Climate Change in Australia

Climate information, projections, tools and data

Case Study: Soil moisture & infrastructure

Why was this case study chosen?

Changes in the water content of the upper several metres of soil ('soil moisture') with climate change may have an impact on energy system infrastructure. Two potential impacts are explored here:

  1. The ability of soil around towers to 'ground' or 'earth' lightning strikes, providing a safe route for current and reducing the probability of damaging arcing between conductors
  2. The ability of soil around underground cables to conduct heat away from the cable, allowing it to maintain a safe operating temperature

For both of these applications, reduced soil moisture may reduce the result in reduced safety or reliability.

How did the case study use climate data?

Ausgrid and AEMO representatives indicated that soil moisture in the first metre or so is of most relevance for both climate-sensitive applications identified. From a hydrological perspective this is termed ‘root-zone soil moisture’ and is defined as sm = s0+ss (where s0 is the soil moisture in the surface layer: 1–10 cm, and ss is the soil moisture in the shallow layer: 10–100 cm). 

Historical soil moisture observations were obtained from the Australian Water Outlook.

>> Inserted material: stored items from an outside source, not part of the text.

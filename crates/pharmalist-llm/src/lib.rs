//! Pharmalist Answer Providers
//!
//! Conversational questions about lists are answered by an opaque
//! [`AnswerProvider`]. The [`QueryRelay`] wraps a provider and turns transport
//! failures into a fixed fallback answer so a chat never breaks on a flaky
//! network.
//!
//! # Providers
//!
//! - `MockProvider`: deterministic mock for testing
//! - `EchoProvider`: echoes the question, used when nothing is configured
//! - `OllamaProvider`: local Ollama API integration
//!
//! # Examples
//!
//! ```
//! use pharmalist_llm::{MockProvider, QueryRelay, QueryRequest};
//!
//! # #[tokio::main(flavor = "current_thread")]
//! # async fn main() {
//! let relay = QueryRelay::new(MockProvider::new("Three lists"));
//! let answer = relay.ask(QueryRequest::new("How many lists?")).await.unwrap();
//! assert_eq!(answer.answer, "Three lists");
//! # }
//! ```

#![warn(missing_docs)]

pub mod mock;
pub mod ollama;
pub mod relay;

pub use mock::{EchoProvider, MockProvider};
pub use ollama::OllamaProvider;
pub use relay::{QueryRelay, FALLBACK_ANSWER};

use async_trait::async_trait;
use pharmalist_domain::DomainKey;
use serde::{Deserialize, Serialize};
use thiserror::Error;

/// Errors that can occur while producing an answer
#[derive(Error, Debug)]
pub enum LlmError {
    /// Network or API communication error
    #[error("Communication error: {0}")]
    Communication(String),

    /// The provider did not answer in time
    #[error("Request timed out")]
    Timeout,

    /// Invalid response from the provider
    #[error("Invalid response: {0}")]
    InvalidResponse(String),

    /// Model not available
    #[error("Model not available: {0}")]
    ModelNotAvailable(String),

    /// Generic error
    #[error("LLM error: {0}")]
    Other(String),
}

impl LlmError {
    /// Whether the error came from the network rather than the provider itself
    pub fn is_transport(&self) -> bool {
        matches!(self, LlmError::Communication(_) | LlmError::Timeout)
    }
}

impl From<reqwest::Error> for LlmError {
    fn from(e: reqwest::Error) -> Self {
        if e.is_timeout() {
            LlmError::Timeout
        } else if e.is_decode() {
            LlmError::InvalidResponse(e.to_string())
        } else {
            LlmError::Communication(e.to_string())
        }
    }
}

/// Speaker of one chat turn
#[derive(Debug, Clone, Copy, PartialEq, Eq, Serialize, Deserialize)]
#[serde(rename_all = "lowercase")]
pub enum ChatRole {
    /// The person asking
    User,
    /// The answering side
    Assistant,
}

/// One earlier message of the conversation
#[derive(Debug, Clone, PartialEq, Eq, Serialize, Deserialize)]
pub struct ChatTurn {
    /// Who said it
    pub role: ChatRole,
    /// What was said
    pub content: String,
}

impl ChatTurn {
    /// A user message
    pub fn user(content: impl Into<String>) -> Self {
        Self {
            role: ChatRole::User,
            content: content.into(),
        }
    }

    /// An assistant message
    pub fn assistant(content: impl Into<String>) -> Self {
        Self {
            role: ChatRole::Assistant,
            content: content.into(),
        }
    }
}

/// A question about the lists, with optional scope and conversation history
#[derive(Debug, Clone, PartialEq, Serialize, Deserialize)]
pub struct QueryRequest {
    /// The question
    pub question: String,

    /// Domain the question is scoped to
    #[serde(default)]
    pub domain: Option<DomainKey>,

    /// Earlier turns, oldest first
    #[serde(default)]
    pub history: Vec<ChatTurn>,

    /// List titles the answer may draw on; filled in by the server
    #[serde(default, skip_serializing_if = "Vec::is_empty")]
    pub context: Vec<String>,
}

impl QueryRequest {
    /// A bare question with no scope or history
    pub fn new(question: impl Into<String>) -> Self {
        Self {
            question: question.into(),
            domain: None,
            history: Vec::new(),
            context: Vec::new(),
        }
    }

    /// Scope the question to a domain
    pub fn in_domain(mut self, domain: DomainKey) -> Self {
        self.domain = Some(domain);
        self
    }

    /// Attach earlier turns
    pub fn with_history(mut self, history: Vec<ChatTurn>) -> Self {
        self.history = history;
        self
    }

    /// Attach context the provider may cite
    pub fn with_context(mut self, context: Vec<String>) -> Self {
        self.context = context;
        self
    }
}

/// Answer to a [`QueryRequest`]
#[derive(Debug, Clone, PartialEq, Eq, Serialize, Deserialize)]
pub struct QueryAnswer {
    /// Answer text
    pub answer: String,

    /// What the answer was drawn from
    #[serde(default)]
    pub sources: Vec<String>,
}

/// Anything that can answer a question about the lists
#[async_trait]
pub trait AnswerProvider: Send + Sync {
    /// Produce an answer
    async fn answer(&self, request: &QueryRequest) -> Result<QueryAnswer, LlmError>;
}

#[async_trait]
impl<P: AnswerProvider + ?Sized> AnswerProvider for std::sync::Arc<P> {
    async fn answer(&self, request: &QueryRequest) -> Result<QueryAnswer, LlmError> {
        (**self).answer(request).await
    }
}

#[cfg(test)]
mod tests {
    use super::*;

    #[test]
    fn test_request_wire_shape() {
        let request: QueryRequest =
            serde_json::from_str(r#"{"question":"Who added items?","domain":"Customer"}"#).unwrap();
        assert_eq!(request.domain, Some(DomainKey::Customer));
        assert!(request.history.is_empty());

        let json = serde_json::to_value(QueryRequest::new("q")).unwrap();
        assert!(json.get("context").is_none());
    }

    #[test]
    fn test_history_roles_are_lowercase() {
        let json = serde_json::to_string(&ChatTurn::assistant("hi")).unwrap();
        assert_eq!(json, r#"{"role":"assistant","content":"hi"}"#);
    }

    #[test]
    fn test_transport_classification() {
        assert!(LlmError::Timeout.is_transport());
        assert!(LlmError::Communication("refused".into()).is_transport());
        assert!(!LlmError::ModelNotAvailable("x".into()).is_transport());
    }
}
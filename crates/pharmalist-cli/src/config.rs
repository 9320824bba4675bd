//! Configuration management for the CLI.

use crate::error::{CliError, Result};
use pharmalist_domain::DomainKey;
use serde::{Deserialize, Serialize};
use std::collections::HashMap;
use std::fs;
use std::path::{Path, PathBuf};
use std::time::Duration;

/// CLI configuration.
#[derive(Debug, Clone, Serialize, Deserialize)]
pub struct Config {
    /// Active profile name
    #[serde(default = "default_profile")]
    pub active_profile: String,

    /// Available profiles
    #[serde(default)]
    pub profiles: HashMap<String, Profile>,

    /// Global settings
    #[serde(default)]
    pub settings: Settings,

    /// File this configuration was loaded from
    #[serde(skip)]
    location: Option<PathBuf>,
}

/// Connection profile.
#[derive(Debug, Clone, PartialEq, Serialize, Deserialize)]
pub struct Profile {
    /// Server URL
    pub server_url: String,

    /// Acting user recorded in versions and work logs
    #[serde(default, skip_serializing_if = "Option::is_none")]
    pub user: Option<String>,

    /// Domain used when a command does not name one
    #[serde(default, skip_serializing_if = "Option::is_none")]
    pub domain: Option<DomainKey>,

    /// Bearer token
    #[serde(default, skip_serializing_if = "Option::is_none")]
    pub token: Option<String>,
}

/// Global CLI settings.
#[derive(Debug, Clone, Serialize, Deserialize)]
pub struct Settings {
    /// Enable colored output
    #[serde(default = "default_true")]
    pub color: bool,

    /// Default output format
    #[serde(default = "default_format")]
    pub format: OutputFormat,

    /// Seconds between fetches of `watch`
    #[serde(default = "default_poll_interval")]
    pub poll_interval_secs: u64,

    /// Conversation history size
    #[serde(default = "default_history_size")]
    pub history_size: usize,
}

/// Output format.
#[derive(Debug, Clone, Copy, PartialEq, Eq, Serialize, Deserialize)]
#[serde(rename_all = "lowercase")]
pub enum OutputFormat {
    /// Table format
    Table,
    /// JSON format
    Json,
    /// Quiet (minimal) format
    Quiet,
}

impl Config {
    /// Get the default configuration file path.
    pub fn path() -> Result<PathBuf> {
        let home = dirs::home_dir().ok_or_else(|| CliError::Config("Could not find home directory".into()))?;
        Ok(home.join(".pharmalist").join("config.toml"))
    }

    /// Load configuration from the default file, or defaults if it is missing.
    pub fn load() -> Result<Self> {
        Self::load_from(&Self::path()?)
    }

    /// Load configuration from `path`, or defaults if it is missing.
    pub fn load_from(path: &Path) -> Result<Self> {
        let mut config = if path.exists() {
            let contents = fs::read_to_string(path)?;
            toml::from_str::<Config>(&contents)?
        } else {
            Self::default()
        };
        config.location = Some(path.to_path_buf());
        Ok(config)
    }

    /// Save configuration to the file it was loaded from.
    pub fn save(&self) -> Result<()> {
        let path = match &self.location {
            Some(path) => path.clone(),
            None => Self::path()?,
        };

        // Create parent directory if it doesn't exist
        if let Some(parent) = path.parent() {
            fs::create_dir_all(parent)?;
        }

        let contents = toml::to_string_pretty(self)
            .map_err(|e| CliError::Config(format!("Failed to serialize config: {}", e)))?;
        fs::write(&path, contents)?;
        Ok(())
    }

    /// Get the active profile.
    pub fn get_active_profile(&self) -> Result<&Profile> {
        self.profiles
            .get(&self.active_profile)
            .ok_or_else(|| CliError::Config(format!("Profile '{}' not found", self.active_profile)))
    }

    /// Add or update a profile.
    pub fn set_profile(&mut self, name: String, profile: Profile) {
        self.profiles.insert(name, profile);
    }

    /// Switch to a different profile.
    pub fn switch_profile(&mut self, name: String) -> Result<()> {
        if !self.profiles.contains_key(&name) {
            return Err(CliError::Config(format!("Profile '{}' does not exist", name)));
        }
        self.active_profile = name;
        Ok(())
    }
}

impl Settings {
    /// Interval of `watch`
    pub fn poll_interval(&self) -> Duration {
        Duration::from_secs(self.poll_interval_secs.max(1))
    }
}

impl Default for Config {
    fn default() -> Self {
        let mut profiles = HashMap::new();
        profiles.insert(
            "default".to_string(),
            Profile {
                server_url: "http://localhost:8000".to_string(),
                user: None,
                domain: None,
                token: None,
            },
        );

        Self {
            active_profile: "default".to_string(),
            profiles,
            settings: Settings::default(),
            location: None,
        }
    }
}

impl Default for Settings {
    fn default() -> Self {
        Self {
            color: true,
            format: OutputFormat::Table,
            poll_interval_secs: default_poll_interval(),
            history_size: default_history_size(),
        }
    }
}

fn default_profile() -> String {
    "default".to_string()
}

fn default_true() -> bool {
    true
}

fn default_format() -> OutputFormat {
    OutputFormat::Table
}

fn default_poll_interval() -> u64 {
    10
}

fn default_history_size() -> usize {
    1000
}

#[cfg(test)]
mod tests {
    use super::*;

    #[test]
    fn test_default_config() {
        let config = Config::default();
        assert_eq!(config.active_profile, "default");
        assert!(config.profiles.contains_key("default"));
        assert!(config.settings.color);
        assert_eq!(config.settings.poll_interval(), Duration::from_secs(10));
    }

    #[test]
    fn test_profile_management() {
        let mut config = Config::default();

        let profile = Profile {
            server_url: "http://lists.example.com:8000".to_string(),
            user: Some("Meera".to_string()),
            domain: Some(DomainKey::Account),
            token: None,
        };

        config.set_profile("field".to_string(), profile);
        assert!(config.profiles.contains_key("field"));

        config.switch_profile("field".to_string()).unwrap();
        assert_eq!(config.active_profile, "field");
        assert_eq!(config.get_active_profile().unwrap().domain, Some(DomainKey::Account));
    }

    #[test]
    fn test_switch_to_nonexistent_profile() {
        let mut config = Config::default();
        let result = config.switch_profile("nonexistent".to_string());
        assert!(result.is_err());
    }

    #[test]
    fn test_save_and_reload() {
        let dir = tempfile::TempDir::new().unwrap();
        let path = dir.path().join("nested").join("config.toml");

        let mut config = Config::load_from(&path).unwrap();
        config.settings.poll_interval_secs = 30;
        config.profiles.get_mut("default").unwrap().user = Some("Anita".to_string());
        config.save().unwrap();

        let reloaded = Config::load_from(&path).unwrap();
        assert_eq!(reloaded.settings.poll_interval_secs, 30);
        assert_eq!(
            reloaded.get_active_profile().unwrap().user.as_deref(),
            Some("Anita")
        );
    }

    #[test]
    fn test_partial_file_uses_defaults() {
        let config: Config = toml::from_str(
            r#"
            active_profile = "default"

            [profiles.default]
            server_url = "http://127.0.0.1:8000"
            domain = "Customer"
            "#,
        )
        .unwrap();
        assert_eq!(config.settings.format, OutputFormat::Table);
        assert_eq!(
            config.get_active_profile().unwrap().domain,
            Some(DomainKey::Customer)
        );
    }
}
//! Pharmalist Server
//!
//! HTTP JSON API over a [`ListStore`](pharmalist_domain::ListStore): list
//! CRUD, bulk item appends, version history, work logs, the domain registry
//! and the conversational query relay.

#![warn(missing_docs)]

pub mod config;
pub mod handlers;

use config::{ServerConfig, StorageBackend};
use handlers::{create_router, AppState};
use pharmalist_llm::{EchoProvider, LlmError, OllamaProvider, QueryRelay};
use pharmalist_store::{MemoryStore, SqliteStore, StoreError};
use std::time::Duration;
use tokio::net::TcpListener;
use tracing::info;
use tracing_subscriber::EnvFilter;

/// Server error
#[derive(Debug, thiserror::Error)]
pub enum ServerError {
    /// Configuration error
    #[error("Configuration error: {0}")]
    Config(#[from] config::ConfigError),

    /// Store could not be opened
    #[error("Storage error: {0}")]
    Store(#[from] StoreError),

    /// Answer provider could not be built
    #[error("Answer provider error: {0}")]
    Llm(#[from] LlmError),

    /// Server binding error
    #[error("Failed to bind server: {0}")]
    Bind(#[from] std::io::Error),

    /// Server error
    #[error("Server error: {0}")]
    Server(String),
}

/// Open the configured store and answer provider
///
/// # Errors
/// Returns error if the store cannot be opened or the provider cannot be built
pub fn build_state(config: &ServerConfig) -> Result<AppState, ServerError> {
    let relay = match &config.llm {
        Some(llm) => {
            info!(endpoint = %llm.endpoint, model = %llm.model, "using ollama answer provider");
            QueryRelay::new(OllamaProvider::with_timeout(
                &llm.endpoint,
                &llm.model,
                Duration::from_secs(llm.timeout_secs),
            )?)
        }
        None => {
            info!("no answer provider configured, /query will echo");
            QueryRelay::new(EchoProvider)
        }
    };

    let storage = &config.storage;
    let missing_path = || config::ConfigError::MissingField("storage.path".to_string());
    let state = match storage.backend {
        StorageBackend::Memory if storage.seed_on_start => AppState::new(MemoryStore::seeded(), relay),
        StorageBackend::Memory => AppState::new(MemoryStore::new(), relay),
        StorageBackend::Blob => {
            let dir = storage.path.as_ref().ok_or_else(missing_path)?;
            AppState::new(MemoryStore::open_blob(dir)?, relay)
        }
        StorageBackend::Sqlite => {
            let path = storage.path.as_ref().ok_or_else(missing_path)?;
            let store = if storage.seed_on_start {
                SqliteStore::open_seeded(path)?
            } else {
                SqliteStore::new(path)?
            };
            AppState::new(store, relay)
        }
    };
    info!(backend = ?storage.backend, "store opened");
    Ok(state)
}

/// Start the HTTP server
///
/// Installs the tracing subscriber (`RUST_LOG`, default `info`), opens the
/// store and serves until the process is stopped.
pub async fn start_server(config: ServerConfig) -> Result<(), ServerError> {
    let filter = EnvFilter::try_from_default_env().unwrap_or_else(|_| EnvFilter::new("info"));
    // A subscriber may already be installed by an embedding process
    let _ = tracing_subscriber::fmt().with_env_filter(filter).try_init();

    info!("Starting Pharmalist server");
    let state = build_state(&config)?;
    let app = create_router(state);

    let listener = TcpListener::bind(&config.bind_addr()).await?;
    info!("Server listening on {}", config.bind_addr());

    axum::serve(listener, app)
        .await
        .map_err(|e| ServerError::Server(e.to_string()))?;

    Ok(())
}

#[cfg(test)]
mod tests {
    use super::*;
    use config::StorageConfig;
    use pharmalist_domain::ListStore;

    #[test]
    fn test_build_state_for_each_backend() {
        let dir = tempfile::TempDir::new().unwrap();
        for (backend, path) in [
            (StorageBackend::Memory, None),
            (StorageBackend::Blob, Some(dir.path().join("blob"))),
            (StorageBackend::Sqlite, Some(dir.path().join("lists.db"))),
        ] {
            let mut config = ServerConfig::default_test_config();
            config.storage = StorageConfig {
                backend,
                path,
                seed_on_start: true,
            };
            let state = build_state(&config).unwrap();
            let count = state.store.lock().unwrap().list(None).unwrap().len();
            assert_eq!(count, 3, "{backend:?}");
        }
    }

    #[test]
    fn test_file_backend_without_path_fails() {
        let mut config = ServerConfig::default_test_config();
        config.storage.backend = StorageBackend::Sqlite;
        assert!(matches!(build_state(&config), Err(ServerError::Config(_))));
    }
}
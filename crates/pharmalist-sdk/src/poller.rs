//! Fixed-interval re-fetch of list summaries

use crate::{ListService, SdkError};
use pharmalist_domain::{DomainKey, ListSummary};
use std::sync::Arc;
use std::time::Duration;
use tokio::task::JoinHandle;
use tokio::time::{interval, MissedTickBehavior};
use tokio_util::sync::CancellationToken;
use tracing::{debug, info, warn};

/// Interval between two fetches unless configured otherwise
pub const DEFAULT_POLL_INTERVAL: Duration = Duration::from_secs(10);

/// Shortest interval accepted by [`ListPoller::every`]
pub const MIN_POLL_INTERVAL: Duration = Duration::from_millis(10);

/// Periodically fetches `list(domain)` and hands each result to a callback
///
/// The first fetch happens immediately. Failed fetches are passed to the
/// callback as errors and polling continues.
///
/// # Examples
///
/// ```no_run
/// use pharmalist_sdk::{ListPoller, PharmaClient};
/// use std::sync::Arc;
///
/// # #[tokio::main(flavor = "current_thread")]
/// # async fn main() -> Result<(), pharmalist_sdk::SdkError> {
/// let client = Arc::new(PharmaClient::new("http://localhost:8000")?);
/// let handle = ListPoller::new(client).start(|result| match result {
///     Ok(lists) => println!("{} lists", lists.len()),
///     Err(e) => eprintln!("refresh failed: {e}"),
/// });
///
/// // Polling stops when the handle is cancelled or dropped
/// handle.cancel();
/// # Ok(())
/// # }
/// ```
pub struct ListPoller<L: ?Sized> {
    service: Arc<L>,
    domain: Option<DomainKey>,
    interval: Duration,
}

impl<L> ListPoller<L>
where
    L: ListService + ?Sized + 'static,
{
    /// Poll every list with the default interval
    pub fn new(service: Arc<L>) -> Self {
        Self {
            service,
            domain: None,
            interval: DEFAULT_POLL_INTERVAL,
        }
    }

    /// Only fetch lists of one domain
    pub fn in_domain(mut self, domain: Option<DomainKey>) -> Self {
        self.domain = domain;
        self
    }

    /// Change the interval between fetches
    ///
    /// Intervals shorter than [`MIN_POLL_INTERVAL`], zero included, are
    /// raised to it.
    pub fn every(mut self, interval: Duration) -> Self {
        self.interval = interval.max(MIN_POLL_INTERVAL);
        self
    }

    /// Start polling on the current tokio runtime
    ///
    /// Cancelling does not abort a fetch that is already in flight; its
    /// result is discarded and `on_update` is not called again.
    pub fn start<F>(self, mut on_update: F) -> PollHandle
    where
        F: FnMut(Result<Vec<ListSummary>, SdkError>) + Send + 'static,
    {
        let token = CancellationToken::new();
        let cancelled = token.clone();
        let Self {
            service,
            domain,
            interval: period,
        } = self;

        let task = tokio::spawn(async move {
            let mut ticker = interval(period);
            ticker.set_missed_tick_behavior(MissedTickBehavior::Delay);
            info!(interval = ?period, domain = ?domain, "list poller started");

            loop {
                tokio::select! {
                    _ = cancelled.cancelled() => break,
                    _ = ticker.tick() => {}
                }

                let result = service.list(domain).await;
                if cancelled.is_cancelled() {
                    debug!("poller cancelled during fetch, discarding result");
                    break;
                }
                if let Err(e) = &result {
                    warn!(error = %e, "list refresh failed");
                }
                on_update(result);
            }

            info!("list poller stopped");
        });

        PollHandle {
            token,
            task: Some(task),
        }
    }
}

/// Subscription returned by [`ListPoller::start`]
///
/// Dropping the handle cancels the subscription.
#[derive(Debug)]
pub struct PollHandle {
    token: CancellationToken,
    task: Option<JoinHandle<()>>,
}

impl PollHandle {
    /// Stop polling; no further results are delivered
    pub fn cancel(&self) {
        self.token.cancel();
    }

    /// Whether [`cancel`](Self::cancel) has been called
    pub fn is_cancelled(&self) -> bool {
        self.token.is_cancelled()
    }

    /// Cancel and wait for the polling task to finish
    ///
    /// Waits for a fetch that is already in flight.
    pub async fn stop(mut self) {
        self.token.cancel();
        if let Some(task) = self.task.take() {
            if let Err(e) = task.await {
                warn!(error = %e, "list poller task failed");
            }
        }
    }
}

impl Drop for PollHandle {
    fn drop(&mut self) {
        self.token.cancel();
    }
}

Figure 1 shows the deep soil moisture extreme values observed across Australia once a year, once every five years and the more rare, wetter periods that occur once a decade.1

Figure 1. Spatial maps of soil moisture (mm) ARI (based on the 1976 to 2005 averaged period)2 for the deep soil (1 m to 5 m) from the Australian Water Resource Assessment (AWRA) model driven by AWAP observations.

Hydrological projections3 provide soil moisture changes based on a combination of four global climate models and three different downscaling methods for two different emissions pathways RCP4.5 and RCP8.5. 

The project has produced daily outputs scaled to 5 km spatial resolution with aggregated change signal for four time slices: 

  1. 2030 (2016–2045) 
  2. 2050 (2036–2065) 
  3. 2070 (2056–2085) 
  4. 2085 (2070–2099)

Figure 2. Long-term changes in the absolute value of soil moisture (mm) in the deep soil layer (1 m to 5 m) for NSW from an ensemble of climate models. This figure shows the change in median soil moisture under the RPC8.5 scenario for the 30 years centered on 2030. The left shows the 10th percentile of the ensemble (driest scenario), the center figure shows the 50th percentile (mean scenario) and the right shows the 90th percentile (wettest scenario).

What Did We Find?

Soil moisture is projected to decline across much of eastern NSW, although there is very high variability between sites and interannual variability is much more significant than the trend (Figure 3). Across northern Australia, there seems to be a wetter trend related to increased rainfall for the region under current climate projections. Across inland and southern parts of the country, there seems to be a slight tendency towards a drying scenario. It is notable that there is no significant difference between projections for RCP4.5 and RCP8.5.

Figure 3. Time-series of the deep (1 m to 5 m) soil moisture content at (a) Sydney (top) and (b) Crudine Ridge (middle) in the eastern central tablelands and Townsville (bottom) showing the historical values (left) and projections (right). This analysis shows both RCP4.5 and RCP8.5 and uses ensemble model output for extreme and quantile range.

What similar problems could this be applied to?

The climate data has been produced for absolute soil moisture content, rather than relative soil moisture content (percentage saturation) which depends on soil type. Historical data for local soil moisture content can be compared with the absolute soil moisture trends to derive a scale-factor to apply to climate projections (known as 'bias correction').

However, the climate projections suggest that long-term trends are insignificant compared with inter-annual variability across most of the national electricity market. This means the long-term climate change is not likely to present a significant increased (or decreased) risk to either thermal buffering of underground power lines, or to the ability of current grounding systems to protect against lightning strikes relative to current risk.


Vargas Zeppetello LR, Battisti DS, and Baker MB (2019). ‘The origin of soil moisture evaporation regimes’ Journal of Climate 32:2. 10.1175/JCLI-D-19-0209.1


1 See ESCI Key Concepts —Deriving average recurrence interval maps.

2 Although the 1986–2005 period is used as standard for ESCI data sets as the standard reference historical baseline (consistent with Climate Change in Australia), the National Hydrological Project uses a climate baseline of 1976–2005.

3 See ESCI Key Concepts —National Hydrological Projections.